Ja, in der Tat, dem Heizungsbauer Viessmann zufolge lieferte die Wasserstoffheizung erfolgreiche Wärmeenergie für das VG-Verwaltungsgebäude und elektrische Energie fürs Stromnetz. Allerdings teilt Staatssekretär Nimmermann in einem der Antwortschreiben an Marlon Bröhr zum „SmartQuart“ Kaisersesch auch mit: „Im Projektverlauf hat sich gezeigt, dass die Wasserstofflösung auch bei Einbindung der Abwärmenutzung unter den aktuellen Rahmenbedingungen ökonomisch im Vergleich zu einer Versorgung über Wärmepumpen nicht sinnvoll ist.“
Ein wirtschaftlicher Betrieb nach Ablauf des Projekts ist unmöglich
Eine zu Beginn des Modellprojekts „geplante Errichtung einer Wasserstofftankstelle konnte ebenso wenig realisiert werden wie die Umrüstung des öffentlichen Nahverkehrs auf Wasserstoff beziehungsweise die Gewinnung weiterer gewerblicher Abnehmer von Wasserstoff“, führt der Staatssekretär aus. Dass Ergebnisse bei Forschungsprojekten aus dem Segment Forschung und Entwicklung (F&E) „nicht vollständig vorhersehbar sind und der Bund über die Förderung anteilig auch das finanzielle Risiko mitträgt, wenn ein Vorhaben nicht erfolgreich abgeschlossen werden“ könne, liege „in der Natur der Sache“, so Nimmermann.

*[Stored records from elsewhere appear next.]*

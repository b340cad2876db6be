//! Media statistics types that combine various statistics sources

use super::{DialogId, MediaSessionId};
use rvoip_rtp_core::session::{RtpSessionStats, RtpStreamStats};
use std::time::{Duration, Instant};

/// Comprehensive media statistics for a session
#[derive(Debug, Clone)]
pub struct MediaStatistics {
    /// Session identifiers
    pub session_id: MediaSessionId,
    pub dialog_id: DialogId,
    
    /// RTP/RTCP statistics from rtp-core
    pub rtp_stats: Option<RtpSessionStats>,
    
    /// Per-stream statistics (for multi-stream scenarios)
    pub stream_stats: Vec<RtpStreamStats>,
    
    /// Media processing statistics
    pub media_stats: MediaProcessingStats,
    
    /// Quality metrics
    pub quality_metrics: Option<QualityMetrics>,
    
    /// Session timing
    pub session_start: Instant,
    pub session_duration: Duration,
}

/// Media processing statistics
#[derive(Debug, Clone, Default)]
pub struct MediaProcessingStats {
    /// Packets processed
    pub packets_processed: u64,
    
    /// Frames encoded
    pub frames_encoded: u64,
    
    /// Frames decoded
    pub frames_decoded: u64,
    
    /// Processing errors
    pub processing_errors: u64,
    
    /// Codec changes
    pub codec_changes: u32,
    
    /// Current codec
    pub current_codec: Option<String>,
}

/// Quality metrics with RTCP-derived values
#[derive(Debug, Clone)]
pub struct QualityMetrics {
    /// Packet loss percentage (from RTCP)
    pub packet_loss_percent: f32,
    
    /// Jitter in milliseconds (from RTCP)
    pub jitter_ms: f64,
    
    /// Round-trip time in milliseconds (from RTCP SR/RR)
    pub rtt_ms: Option<f64>,
    
    /// MOS score estimate (1-5)
    pub mos_score: Option<f32>,
    
    /// Network quality indicator (0-100)
    pub network_quality: u8,
}

impl Default for QualityMetrics {
    fn default() -> Self {
        Self {
            packet_loss_percent: 0.0,
            jitter_ms: 0.0,
            rtt_ms: None,
            mos_score: Some(4.5), // Default to excellent
            network_quality: 100,
        }
    }
} 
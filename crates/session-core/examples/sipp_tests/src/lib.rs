//! Common utilities and types for SIPp integration tests

use anyhow::{Context, Result};
use chrono::{DateTime, Utc};
use serde::{Deserialize, Serialize};

use std::path::PathBuf;
use std::time::Duration;

pub mod config;

/// Test execution result
#[derive(Debug, Clone, Serialize, Deserialize)]
pub struct TestResult {
    pub scenario: String,
    pub start_time: DateTime<Utc>,
    pub end_time: DateTime<Utc>,
    pub duration: Duration,
    pub success: bool,
    pub calls_attempted: u32,
    pub calls_successful: u32,
    pub error_message: Option<String>,
    pub metrics: TestMetrics,
}

/// Performance and quality metrics
#[derive(Debug, Clone, Serialize, Deserialize)]
pub struct TestMetrics {
    pub response_times: Vec<Duration>,
    pub rtp_packets_sent: u64,
    pub rtp_packets_received: u64,
    pub packet_loss_percent: f64,
    pub jitter_ms: f64,
    pub audio_quality_score: Option<f64>,
}

impl Default for TestMetrics {
    fn default() -> Self {
        Self {
            response_times: Vec::new(),
            rtp_packets_sent: 0,
            rtp_packets_received: 0,
            packet_loss_percent: 0.0,
            jitter_ms: 0.0,
            audio_quality_score: None,
        }
    }
}

/// Test scenario definition
#[derive(Debug, Clone, Serialize, Deserialize)]
pub struct TestScenario {
    pub name: String,
    pub description: String,
    pub sipp_xml_path: PathBuf,
    pub test_type: TestType,
    pub expected_calls: u32,
    pub timeout: Duration,
    pub audio_file: Option<PathBuf>,
}

/// Type of test being executed
#[derive(Debug, Clone, Serialize, Deserialize)]
pub enum TestType {
    /// SIPp calls our Rust server
    InboundCall,
    /// Our Rust client calls SIPp
    OutboundCall,
    /// Stress testing with multiple concurrent calls
    StressTest,
    /// Audio quality verification
    AudioTest,
}

/// Call statistics for monitoring
#[derive(Debug, Clone, Default)]
pub struct CallStats {
    pub total_calls: u32,
    pub active_calls: u32,
    pub successful_calls: u32,
    pub failed_calls: u32,
    pub average_call_duration: Duration,
}

impl CallStats {
    pub fn success_rate(&self) -> f64 {
        if self.total_calls == 0 {
            0.0
        } else {
            (self.successful_calls as f64 / self.total_calls as f64) * 100.0
        }
    }
}

/// Utility functions for test execution
pub mod utils {
    use super::*;
    use tokio::time::{sleep, timeout};
    
    /// Wait for a condition to be true with timeout
    pub async fn wait_for_condition<F>(
        mut condition: F,
        timeout_duration: Duration,
        check_interval: Duration,
    ) -> Result<()>
    where
        F: FnMut() -> bool,
    {
        timeout(timeout_duration, async {
            while !condition() {
                sleep(check_interval).await;
            }
        })
        .await
        .context("Condition timeout")?;
        
        Ok(())
    }
    
    /// Generate a unique test ID
    pub fn generate_test_id() -> String {
        format!("test_{}", uuid::Uuid::new_v4().simple())
    }
    
    /// Calculate statistics from response times
    pub fn calculate_response_stats(times: &[Duration]) -> (Duration, Duration, Duration) {
        if times.is_empty() {
            return (Duration::ZERO, Duration::ZERO, Duration::ZERO);
        }
        
        let mut sorted_times = times.to_vec();
        sorted_times.sort();
        
        let sum: Duration = sorted_times.iter().sum();
        let average = sum / sorted_times.len() as u32;
        
        let median = sorted_times[sorted_times.len() / 2];
        
        let p95_index = (sorted_times.len() as f64 * 0.95) as usize;
        let p95 = sorted_times[p95_index.min(sorted_times.len() - 1)];
        
        (average, median, p95)
    }
}

/// Test report generation
pub mod report {
    use super::*;
    use std::fs;
    
    /// Generate HTML test report
    pub fn generate_html_report(results: &[TestResult], output_path: &PathBuf) -> Result<()> {
        let html = format!(
            r#"<!DOCTYPE html>
<html>
<head>
    <title>SIPp Integration Test Report</title>
    <style>
        body {{ font-family: Arial, sans-serif; margin: 20px; }}
        .summary {{ background: #f0f0f0; padding: 15px; border-radius: 5px; }}
        .test {{ margin: 10px 0; padding: 10px; border: 1px solid #ddd; }}
        .success {{ background: #e8f5e8; }}
        .failure {{ background: #ffe8e8; }}
        table {{ border-collapse: collapse; width: 100%; }}
        th, td {{ border: 1px solid #ddd; padding: 8px; text-align: left; }}
        th {{ background-color: #f2f2f2; }}
    </style>
</head>
<body>
    <h1>SIPp Integration Test Report</h1>
    <div class="summary">
        <h2>Summary</h2>
        <p>Total Tests: {}</p>
        <p>Successful: {}</p>
        <p>Failed: {}</p>
        <p>Success Rate: {:.1}%</p>
    </div>
    <h2>Test Results</h2>
    {}
</body>
</html>"#,
            results.len(),
            results.iter().filter(|r| r.success).count(),
            results.iter().filter(|r| !r.success).count(),
            if results.is_empty() { 0.0 } else {
                (results.iter().filter(|r| r.success).count() as f64 / results.len() as f64) * 100.0
            },
            generate_test_table(results)
        );
        
        fs::write(output_path, html).context("Failed to write HTML report")?;
        Ok(())
    }
    
    fn generate_test_table(results: &[TestResult]) -> String {
        let mut table = String::from("<table><tr><th>Scenario</th><th>Duration</th><th>Calls</th><th>Success Rate</th><th>Status</th></tr>");
        
        for result in results {
            let success_rate = if result.calls_attempted == 0 {
                0.0
            } else {
                (result.calls_successful as f64 / result.calls_attempted as f64) * 100.0
            };
            
            table.push_str(&format!(
                r#"<tr class="{}"><td>{}</td><td>{:.2}s</td><td>{}/{}</td><td>{:.1}%</td><td>{}</td></tr>"#,
                if result.success { "success" } else { "failure" },
                result.scenario,
                result.duration.as_secs_f64(),
                result.calls_successful,
                result.calls_attempted,
                success_rate,
                if result.success { "✅ PASS" } else { "❌ FAIL" }
            ));
        }
        
        table.push_str("</table>");
        table
    }
    
    /// Generate JUnit XML report for CI/CD integration
    pub fn generate_junit_report(results: &[TestResult], output_path: &PathBuf) -> Result<()> {
        let total_time: f64 = results.iter().map(|r| r.duration.as_secs_f64()).sum();
        let failures = results.iter().filter(|r| !r.success).count();
        
        let mut xml = format!(
            r#"<?xml version="1.0" encoding="UTF-8"?>
<testsuite name="SIPp Integration Tests" tests="{}" failures="{}" time="{:.3}">
"#,
            results.len(),
            failures,
            total_time
        );
        
        for result in results {
            xml.push_str(&format!(
                r#"  <testcase name="{}" time="{:.3}""#,
                result.scenario,
                result.duration.as_secs_f64()
            ));
            
            if result.success {
                xml.push_str(" />\n");
            } else {
                xml.push_str(">\n");
                xml.push_str(&format!(
                    r#"    <failure message="{}">{}</failure>
  </testcase>
"#,
                    result.error_message.as_deref().unwrap_or("Test failed"),
                    result.error_message.as_deref().unwrap_or("No error details")
                ));
            }
        }
        
        xml.push_str("</testsuite>\n");
        
        fs::write(output_path, xml).context("Failed to write JUnit report")?;
        Ok(())
    }
} 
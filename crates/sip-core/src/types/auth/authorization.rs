//! # SIP Authorization Header
//!
//! Carries the credentials a UA computes in response to a
//! `WWW-Authenticate` challenge (RFC 3261 Section 22.2 / 20.7).

use std::fmt;
use std::str::FromStr;

use serde::{Deserialize, Serialize};

use crate::error::{Error, Result};
use crate::types::auth::credentials::Credentials;
use crate::types::auth::params::DigestParam;
use crate::types::auth::scheme::Algorithm;
use crate::types::header::Header;
use crate::types::uri::Uri;
use crate::types::{HeaderName, HeaderValue, TypedHeaderTrait};

#[derive(Debug, Clone, PartialEq, Serialize, Deserialize)]
pub struct Authorization(pub Credentials);

impl Authorization {
    /// Builds Digest credentials from the parameters a UA computes locally;
    /// `response` is the already-hashed digest (RFC 2617 Section 3.2.2.1).
    pub fn digest(
        username: impl Into<String>,
        realm: impl Into<String>,
        nonce: impl Into<String>,
        uri: Uri,
        response: impl Into<String>,
    ) -> Self {
        Self(Credentials::Digest {
            params: vec![
                DigestParam::Username(username.into()),
                DigestParam::Realm(realm.into()),
                DigestParam::Nonce(nonce.into()),
                DigestParam::Uri(uri),
                DigestParam::Response(response.into()),
            ],
        })
    }

    pub fn with_algorithm(mut self, algorithm: Algorithm) -> Self {
        if let Credentials::Digest { params } = &mut self.0 {
            params.push(DigestParam::Algorithm(algorithm));
        }
        self
    }

    pub fn with_cnonce(mut self, cnonce: impl Into<String>, nonce_count: u32) -> Self {
        if let Credentials::Digest { params } = &mut self.0 {
            params.push(DigestParam::Cnonce(cnonce.into()));
            params.push(DigestParam::NonceCount(nonce_count));
        }
        self
    }

    pub fn username(&self) -> Option<&str> {
        match &self.0 {
            Credentials::Digest { params } => params.iter().find_map(|p| match p {
                DigestParam::Username(u) => Some(u.as_str()),
                _ => None,
            }),
            _ => None,
        }
    }
}

impl fmt::Display for Authorization {
    fn fmt(&self, f: &mut fmt::Formatter<'_>) -> fmt::Result {
        write!(f, "{}", self.0)
    }
}

impl FromStr for Authorization {
    type Err = Error;

    fn from_str(s: &str) -> Result<Self> {
        Credentials::from_str(s).map(Authorization)
    }
}

impl TypedHeaderTrait for Authorization {
    type Name = HeaderName;

    fn header_name() -> Self::Name {
        HeaderName::Authorization
    }

    fn to_header(&self) -> Header {
        Header::new(Self::header_name(), HeaderValue::Raw(self.to_string().into_bytes()))
    }

    fn from_header(header: &Header) -> Result<Self> {
        if header.name != HeaderName::Authorization {
            return Err(Error::InvalidHeader(format!(
                "Expected Authorization header, got {}", header.name
            )));
        }
        match &header.value {
            HeaderValue::Raw(bytes) => {
                let s = std::str::from_utf8(bytes)
                    .map_err(|_| Error::ParseError("Invalid UTF-8 in Authorization header".to_string()))?;
                Self::from_str(s)
            }
        }
    }
}

#[cfg(test)]
mod tests {
    use super::*;
    use std::str::FromStr;

    #[test]
    fn digest_credentials_carry_username() {
        let uri = Uri::from_str("sip:registrar.example.com").unwrap();
        let auth = Authorization::digest("alice", "example.com", "n0nce", uri, "deadbeef");
        assert_eq!(auth.username(), Some("alice"));
    }

    #[test]
    fn round_trips_through_header() {
        let uri = Uri::from_str("sip:registrar.example.com").unwrap();
        let auth = Authorization::digest("alice", "example.com", "n0nce", uri, "deadbeef")
            .with_algorithm(Algorithm::Md5);
        let header = auth.to_header();
        let round_trip = Authorization::from_header(&header).unwrap();
        assert_eq!(round_trip.username(), Some("alice"));
    }
}
// Implement Clone manually to share between tasks
impl Clone for TransferHandler {
    fn clone(&self) -> Self {
        Self {
            dialog_api: self.dialog_api.clone(),
            registry: self.registry.clone(),
            dialog_to_session: self.dialog_to_session.clone(),
            subscriptions: self.subscriptions.clone(),
        }
    }
}//! Audio utilities for testing - handles tone generation, recording, and verification
//! 
//! This module contains all the complex audio handling code so the peer examples
//! can remain simple and focused on demonstrating the API.

use rvoip_session_core::api::{AudioFrame, Result};
use std::f32::consts::PI;
use std::path::{Path, PathBuf};
use std::sync::Arc;
use tokio::sync::{mpsc, Mutex};
use tokio::time::{sleep, Duration, timeout};
use hound::{WavWriter, WavSpec};

/// Audio configuration
const SAMPLE_RATE: u32 = 8000;  // G.711 uses 8kHz
const CHANNELS: u8 = 1;          // Mono
const BITS_PER_SAMPLE: u16 = 16;
const FRAME_SIZE: usize = 160;   // 20ms at 8kHz
const DURATION_SECS: f32 = 2.0;  // 2 seconds of audio

/// Generate a tone at specified frequency
pub fn generate_tone(frequency: f32, duration_secs: f32, sample_rate: u32) -> Vec<i16> {
    let num_samples = (duration_secs * sample_rate as f32) as usize;
    let mut samples = Vec::with_capacity(num_samples);
    
    for i in 0..num_samples {
        let t = i as f32 / sample_rate as f32;
        let sample = (0.3 * f32::sin(2.0 * PI * frequency * t) * i16::MAX as f32) as i16;
        samples.push(sample);
    }
    
    samples
}

/// Simple audio exchange - sends a tone and receives audio
pub async fn exchange_audio(
    tx: mpsc::Sender<AudioFrame>,
    rx: mpsc::Receiver<AudioFrame>,
    frequency: f32,
    peer_name: &str,
) -> Result<()> {
    println!("🎵 {} generating {}Hz tone", peer_name, frequency);
    
    // Generate tone
    let tone = generate_tone(frequency, DURATION_SECS, SAMPLE_RATE);
    let total_samples = tone.len();
    
    // Storage for recording (if enabled by environment variable)
    let record = std::env::var("RECORD_AUDIO").is_ok();
    let sent_samples = Arc::new(Mutex::new(Vec::new()));
    let received_samples = Arc::new(Mutex::new(Vec::new()));
    
    // Spawn sender task
    let sent_samples_clone = sent_samples.clone();
    let tone_clone = tone.clone();
    let sender = tokio::spawn(async move {
        send_audio(tx, tone_clone, sent_samples_clone).await;
    });
    
    // Spawn receiver task
    let received_samples_clone = received_samples.clone();
    let receiver = tokio::spawn(async move {
        receive_audio(rx, received_samples_clone, total_samples).await;
    });
    
    // Wait for both to complete
    let _ = tokio::join!(sender, receiver);
    
    println!("🎵 {} audio exchange complete", peer_name);
    
    // Save recordings if requested
    if record {
        save_recordings(peer_name, sent_samples, received_samples).await?;
    }
    
    Ok(())
}

/// Send audio frames
async fn send_audio(
    mut tx: mpsc::Sender<AudioFrame>,
    tone: Vec<i16>,
    recording: Arc<Mutex<Vec<i16>>>,
) {
    // Store what we're sending
    recording.lock().await.extend_from_slice(&tone);
    
    let total_frames = tone.len() / FRAME_SIZE;
    let mut sent = 0;
    
    for frame_idx in 0..total_frames {
        let start = frame_idx * FRAME_SIZE;
        let end = std::cmp::min(start + FRAME_SIZE, tone.len());
        
        if start >= tone.len() {
            break;
        }
        
        let frame_samples = tone[start..end].to_vec();
        let frame = AudioFrame {
            samples: frame_samples.clone(),
            sample_rate: SAMPLE_RATE,
            channels: CHANNELS,
            duration: Duration::from_millis(20),
            timestamp: (frame_idx * FRAME_SIZE) as u32,
        };
        
        if tx.send(frame).await.is_err() {
            break;
        }
        
        sent += frame_samples.len();
        
        // Pace at 20ms intervals
        sleep(Duration::from_millis(20)).await;
    }
    
    println!("📤 Sent {} samples", sent);
}

/// Receive audio frames
async fn receive_audio(
    mut rx: mpsc::Receiver<AudioFrame>,
    recording: Arc<Mutex<Vec<i16>>>,
    expected: usize,
) {
    let mut received = 0;
    let mut consecutive_timeouts = 0;
    let max_timeouts = 30; // Allow 3 seconds of no data before giving up
    
    loop {
        match timeout(Duration::from_millis(100), rx.recv()).await {
            Ok(Some(frame)) => {
                recording.lock().await.extend_from_slice(&frame.samples);
                received += frame.samples.len();
                consecutive_timeouts = 0; // Reset timeout counter on successful receive
                
                if received >= expected {
                    break;
                }
            }
            Ok(None) => {
                // Channel closed
                break;
            }
            Err(_) => {
                // Timeout - but keep trying for a while
                consecutive_timeouts += 1;
                if consecutive_timeouts >= max_timeouts {
                    println!("⏱️ Receive timeout after {} consecutive timeouts", consecutive_timeouts);
                    break;
                }
            }
        }
    }
    
    println!("📥 Received {} samples", received);
}

/// Save recordings to WAV files
async fn save_recordings(
    peer_name: &str,
    sent: Arc<Mutex<Vec<i16>>>,
    received: Arc<Mutex<Vec<i16>>>,
) -> Result<()> {
    let output_dir = PathBuf::from(env!("CARGO_MANIFEST_DIR"))
        .join("examples/api_peer_audio/output");
    std::fs::create_dir_all(&output_dir)
        .map_err(|e| rvoip_session_core::errors::SessionError::Other(e.to_string()))?;
    
    let spec = WavSpec {
        channels: CHANNELS as u16,
        sample_rate: SAMPLE_RATE,
        bits_per_sample: BITS_PER_SAMPLE,
        sample_format: hound::SampleFormat::Int,
    };
    
    // Save sent audio
    let sent_path = output_dir.join(format!("{}_sent.wav", peer_name));
    let mut writer = WavWriter::create(&sent_path, spec)
        .map_err(|e| rvoip_session_core::errors::SessionError::Other(e.to_string()))?;
    
    for sample in sent.lock().await.iter() {
        writer.write_sample(*sample)
            .map_err(|e| rvoip_session_core::errors::SessionError::Other(e.to_string()))?;
    }
    writer.finalize()
        .map_err(|e| rvoip_session_core::errors::SessionError::Other(e.to_string()))?;
    
    // Save received audio
    let received_path = output_dir.join(format!("{}_received.wav", peer_name));
    let mut writer = WavWriter::create(&received_path, spec)
        .map_err(|e| rvoip_session_core::errors::SessionError::Other(e.to_string()))?;
    
    for sample in received.lock().await.iter() {
        writer.write_sample(*sample)
            .map_err(|e| rvoip_session_core::errors::SessionError::Other(e.to_string()))?;
    }
    writer.finalize()
        .map_err(|e| rvoip_session_core::errors::SessionError::Other(e.to_string()))?;
    
    println!("💾 Saved recordings to {}", output_dir.display());
    
    Ok(())
}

Was also bleibt vom Wasserstoff-Reallabor in Kaisersesch – außer dass die VG nach eigenem Bekunden rund 500.000 Euro an Fördergeld abgerufen und ausgegeben hat und EON rund 1 Million Euro (Stand: Mitte April) abgerufen hat? Wenig bis nichts – diesen Verdacht legt ein Satz Nimmermanns aus den Schreiben an MdB Bröhr nah, der sich direkt an die Feststellung anschließt, dass es nicht gelungen sei, weiter gewerbliche Abnehmer von Wasserstoff für das Projekt zu gewinnen: „Ohne diese Abnehmer ist ein wirtschaftlicher Betrieb nach Ablauf des F&E-Vorhabens (FE steht für ,Forschung und Entwicklung‘) aber nicht möglich.“ Die Wasserstoff-Zukunft in Kaisersesch scheint also schon wieder beendet, ohne je vollends begonnen zu haben.
SmartQuart Kaisersesch: VG-Rat stellt Fragen
Zu Erfolgen, Misserfolgen und Kosten des Wasserstoffquartiers SmartQuart in Kaisersesch haben auch die Mitglieder des Verbandsgemeinderats Kaisersesch so einige Fragen. Dass in dem Areal rund um die Verbandsgemeindeverwaltung nicht alles glattzulaufen schien, war vom Hörensagen her bekannt. Von diesem Hintergrunde hatte die SPD-Fraktion in der Sitzung vom 7. April beantragt, dass Vertreter der Konsortialpartner die Mitglieder des VG-Rats über das Projekt informieren. Diese Information ist der erste Tagesordnungspunkt einer öffentlichen Sitzung, die am Montag, 19. Mai, um 18 Uhr im Konferenzraum der VG-Verwaltung Kaisersesch stattfindet.